Items listed in a dataset:
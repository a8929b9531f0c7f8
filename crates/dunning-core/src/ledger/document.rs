//! In-memory model of the ledger document: sections, entries, and the
//! fail-closed markdown parser.

use std::collections::BTreeMap;
use std::fmt;

use serde::{Deserialize, Serialize};
use thiserror::Error;

use crate::money;
use crate::record::InvoiceStatus;

/// Title line written to every ledger file.
pub const LEDGER_TITLE: &str = "# Collections Ledger";

/// Errors from ledger parsing and mutation.
#[derive(Debug, Error)]
#[non_exhaustive]
pub enum LedgerError {
    /// I/O failure on the ledger file.
    #[error("ledger I/O error on {path}: {source}")]
    Io {
        /// Path the operation touched.
        path: String,
        /// Underlying error.
        #[source]
        source: std::io::Error,
    },

    /// A line could not be understood as header, title, or entry.
    #[error("ledger parse error on line {line}: {reason}")]
    Parse {
        /// 1-based line number.
        line: usize,
        /// What was wrong.
        reason: String,
    },

    /// The invoice id already has an entry.
    #[error("invoice {invoice_id} already has a ledger entry in {section}")]
    DuplicateEntry {
        /// The duplicated invoice id.
        invoice_id: String,
        /// Section holding the existing entry.
        section: LedgerSection,
    },

    /// No entry for the invoice id in the named section.
    #[error("invoice {invoice_id} has no ledger entry in {section}")]
    EntryNotFound {
        /// The invoice id that was looked up.
        invoice_id: String,
        /// Section that was searched.
        section: LedgerSection,
    },
}

/// Financial buckets of the ledger, in file order.
#[derive(
    Debug, Clone, Copy, PartialEq, Eq, PartialOrd, Ord, Hash, Serialize, Deserialize,
)]
#[serde(rename_all = "snake_case")]
pub enum LedgerSection {
    /// Money owed.
    Unpaid,
    /// Money received.
    Paid,
    /// Money in dispute or handed to collections.
    Escalated,
}

impl LedgerSection {
    /// All sections in file order.
    pub const ALL: [Self; 3] = [Self::Unpaid, Self::Paid, Self::Escalated];

    /// Lowercase name, as used in reports and dedupe keys.
    #[must_use]
    pub const fn as_str(self) -> &'static str {
        match self {
            Self::Unpaid => "unpaid",
            Self::Paid => "paid",
            Self::Escalated => "escalated",
        }
    }

    fn display_name(self) -> &'static str {
        match self {
            Self::Unpaid => "Unpaid",
            Self::Paid => "Paid",
            Self::Escalated => "Escalated",
        }
    }

    /// The markdown header line for this section.
    #[must_use]
    pub fn header(self) -> String {
        format!("## {}", self.display_name())
    }

    fn from_header(line: &str) -> Option<Self> {
        match line {
            "## Unpaid" => Some(Self::Unpaid),
            "## Paid" => Some(Self::Paid),
            "## Escalated" => Some(Self::Escalated),
            _ => None,
        }
    }

    /// Section tracking a record status, if the status is tracked.
    ///
    /// Held statuses have no ledger section; a held record is not yet
    /// money the business counts.
    #[must_use]
    pub const fn for_status(status: InvoiceStatus) -> Option<Self> {
        match status {
            InvoiceStatus::Unpaid => Some(Self::Unpaid),
            InvoiceStatus::Paid => Some(Self::Paid),
            InvoiceStatus::Escalated => Some(Self::Escalated),
            InvoiceStatus::Review | InvoiceStatus::Manual => None,
        }
    }
}

impl fmt::Display for LedgerSection {
    fn fmt(&self, f: &mut fmt::Formatter<'_>) -> fmt::Result {
        f.write_str(self.as_str())
    }
}

/// One invoice line in the ledger.
#[derive(Debug, Clone, PartialEq, Eq, Serialize, Deserialize)]
pub struct LedgerEntry {
    /// Invoice id, unique across the whole document.
    pub invoice_id: String,
    /// Amount in cents.
    pub amount_cents: i64,
    /// Owning client.
    pub client: String,
}

impl LedgerEntry {
    /// Create an entry.
    #[must_use]
    pub fn new(invoice_id: &str, amount_cents: i64, client: &str) -> Self {
        Self {
            invoice_id: invoice_id.to_string(),
            amount_cents,
            client: client.to_string(),
        }
    }

    /// Render the entry line, e.g. `INV-100: 1500.00 (acme)`.
    #[must_use]
    pub fn render(&self) -> String {
        format!(
            "{}: {} ({})",
            self.invoice_id,
            money::format_cents(self.amount_cents),
            self.client
        )
    }
}

/// Parsed ledger document.
#[derive(Debug, Clone, PartialEq, Eq)]
pub struct LedgerDocument {
    title: String,
    sections: BTreeMap<LedgerSection, Vec<LedgerEntry>>,
}

impl Default for LedgerDocument {
    fn default() -> Self {
        Self::new()
    }
}

impl LedgerDocument {
    /// An empty document with the standard title and all sections.
    #[must_use]
    pub fn new() -> Self {
        let mut sections = BTreeMap::new();
        for section in LedgerSection::ALL {
            sections.insert(section, Vec::new());
        }
        Self {
            title: LEDGER_TITLE.to_string(),
            sections,
        }
    }

    /// Parse a ledger file, failing on any line that is not a title,
    /// a known section header, or a well-formed entry.
    ///
    /// # Errors
    ///
    /// Returns [`LedgerError::Parse`] for malformed content and
    /// [`LedgerError::DuplicateEntry`] if an invoice id appears
    /// twice.
    pub fn parse(content: &str) -> Result<Self, LedgerError> {
        let mut doc = Self::new();
        let mut current: Option<LedgerSection> = None;

        for (index, raw) in content.lines().enumerate() {
            let line = raw.trim();
            let lineno = index + 1;
            if line.is_empty() {
                continue;
            }
            if let Some(section) = LedgerSection::from_header(line) {
                current = Some(section);
                continue;
            }
            if line.starts_with("## ") {
                return Err(LedgerError::Parse {
                    line: lineno,
                    reason: format!("unknown section header {line:?}"),
                });
            }
            if line.starts_with("# ") {
                if current.is_some() {
                    return Err(LedgerError::Parse {
                        line: lineno,
                        reason: "title line after sections".to_string(),
                    });
                }
                doc.title = line.to_string();
                continue;
            }

            let Some(section) = current else {
                return Err(LedgerError::Parse {
                    line: lineno,
                    reason: format!("entry before any section header: {line:?}"),
                });
            };
            let entry = parse_entry(line, lineno)?;
            doc.add_entry(section, entry)?;
        }
        Ok(doc)
    }

    /// Render back to markdown. Output round-trips through
    /// [`LedgerDocument::parse`].
    #[must_use]
    pub fn render(&self) -> String {
        let mut out = String::new();
        out.push_str(&self.title);
        out.push('\n');
        for section in LedgerSection::ALL {
            out.push('\n');
            out.push_str(&section.header());
            out.push('\n');
            for entry in self.entries(section) {
                out.push_str(&entry.render());
                out.push('\n');
            }
        }
        out
    }

    /// Add an entry to a section.
    ///
    /// # Errors
    ///
    /// Returns [`LedgerError::DuplicateEntry`] if the invoice id
    /// already has an entry anywhere in the document.
    pub fn add_entry(&mut self, section: LedgerSection, entry: LedgerEntry) -> Result<(), LedgerError> {
        if let Some((existing, _)) = self.find(&entry.invoice_id) {
            return Err(LedgerError::DuplicateEntry {
                invoice_id: entry.invoice_id,
                section: existing,
            });
        }
        self.sections.entry(section).or_default().push(entry);
        Ok(())
    }

    /// Move an invoice's entry between sections, keeping its amount
    /// and client.
    ///
    /// # Errors
    ///
    /// Returns [`LedgerError::EntryNotFound`] if the source section
    /// has no entry for the invoice.
    pub fn move_entry(
        &mut self,
        invoice_id: &str,
        from: LedgerSection,
        to: LedgerSection,
    ) -> Result<(), LedgerError> {
        let entry = self.remove_entry(invoice_id, from)?;
        self.sections.entry(to).or_default().push(entry);
        Ok(())
    }

    /// Remove and return an invoice's entry from a section.
    ///
    /// # Errors
    ///
    /// Returns [`LedgerError::EntryNotFound`] if the section has no
    /// entry for the invoice.
    pub fn remove_entry(
        &mut self,
        invoice_id: &str,
        section: LedgerSection,
    ) -> Result<LedgerEntry, LedgerError> {
        let entries = self.sections.entry(section).or_default();
        let position = entries
            .iter()
            .position(|e| e.invoice_id == invoice_id)
            .ok_or_else(|| LedgerError::EntryNotFound {
                invoice_id: invoice_id.to_string(),
                section,
            })?;
        Ok(entries.remove(position))
    }

    /// Entries of a section, in file order.
    #[must_use]
    pub fn entries(&self, section: LedgerSection) -> &[LedgerEntry] {
        self.sections.get(&section).map_or(&[], Vec::as_slice)
    }

    /// Sum of a section's amounts, saturating at the `i64` bounds.
    #[must_use]
    pub fn sum_section(&self, section: LedgerSection) -> i64 {
        self.entries(section)
            .iter()
            .fold(0_i64, |acc, e| acc.saturating_add(e.amount_cents))
    }

    /// Locate an invoice's entry, if any.
    #[must_use]
    pub fn find(&self, invoice_id: &str) -> Option<(LedgerSection, &LedgerEntry)> {
        for section in LedgerSection::ALL {
            if let Some(entry) = self
                .entries(section)
                .iter()
                .find(|e| e.invoice_id == invoice_id)
            {
                return Some((section, entry));
            }
        }
        None
    }

    /// Total number of entries across all sections.
    #[must_use]
    pub fn total_entries(&self) -> usize {
        LedgerSection::ALL
            .iter()
            .map(|s| self.entries(*s).len())
            .sum()
    }
}

/// Parse one `id: amount (client)` line.
fn parse_entry(line: &str, lineno: usize) -> Result<LedgerEntry, LedgerError> {
    let parse_err = |reason: String| LedgerError::Parse {
        line: lineno,
        reason,
    };

    let (id_part, rest) = line
        .split_once(':')
        .ok_or_else(|| parse_err(format!("entry missing `:` separator: {line:?}")))?;
    let invoice_id = id_part.trim();
    if invoice_id.is_empty() {
        return Err(parse_err("entry has an empty invoice id".to_string()));
    }

    let rest = rest.trim();
    let open = rest
        .rfind(" (")
        .ok_or_else(|| parse_err(format!("entry missing `(client)` suffix: {line:?}")))?;
    if !rest.ends_with(')') {
        return Err(parse_err(format!("entry missing closing paren: {line:?}")));
    }
    let amount_part = rest[..open].trim();
    let client = rest[open + 2..rest.len() - 1].trim();
    if client.is_empty() {
        return Err(parse_err("entry has an empty client".to_string()));
    }

    let amount_cents = money::parse_cents(amount_part)
        .map_err(|e| parse_err(format!("bad amount in entry: {e}")))?;
    Ok(LedgerEntry::new(invoice_id, amount_cents, client))
}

**TASK ITEM:**
Using the entries above, determine how many lines include the string "already" and write only that number.

**SOLUTION TO THIS EXERCISE:**
3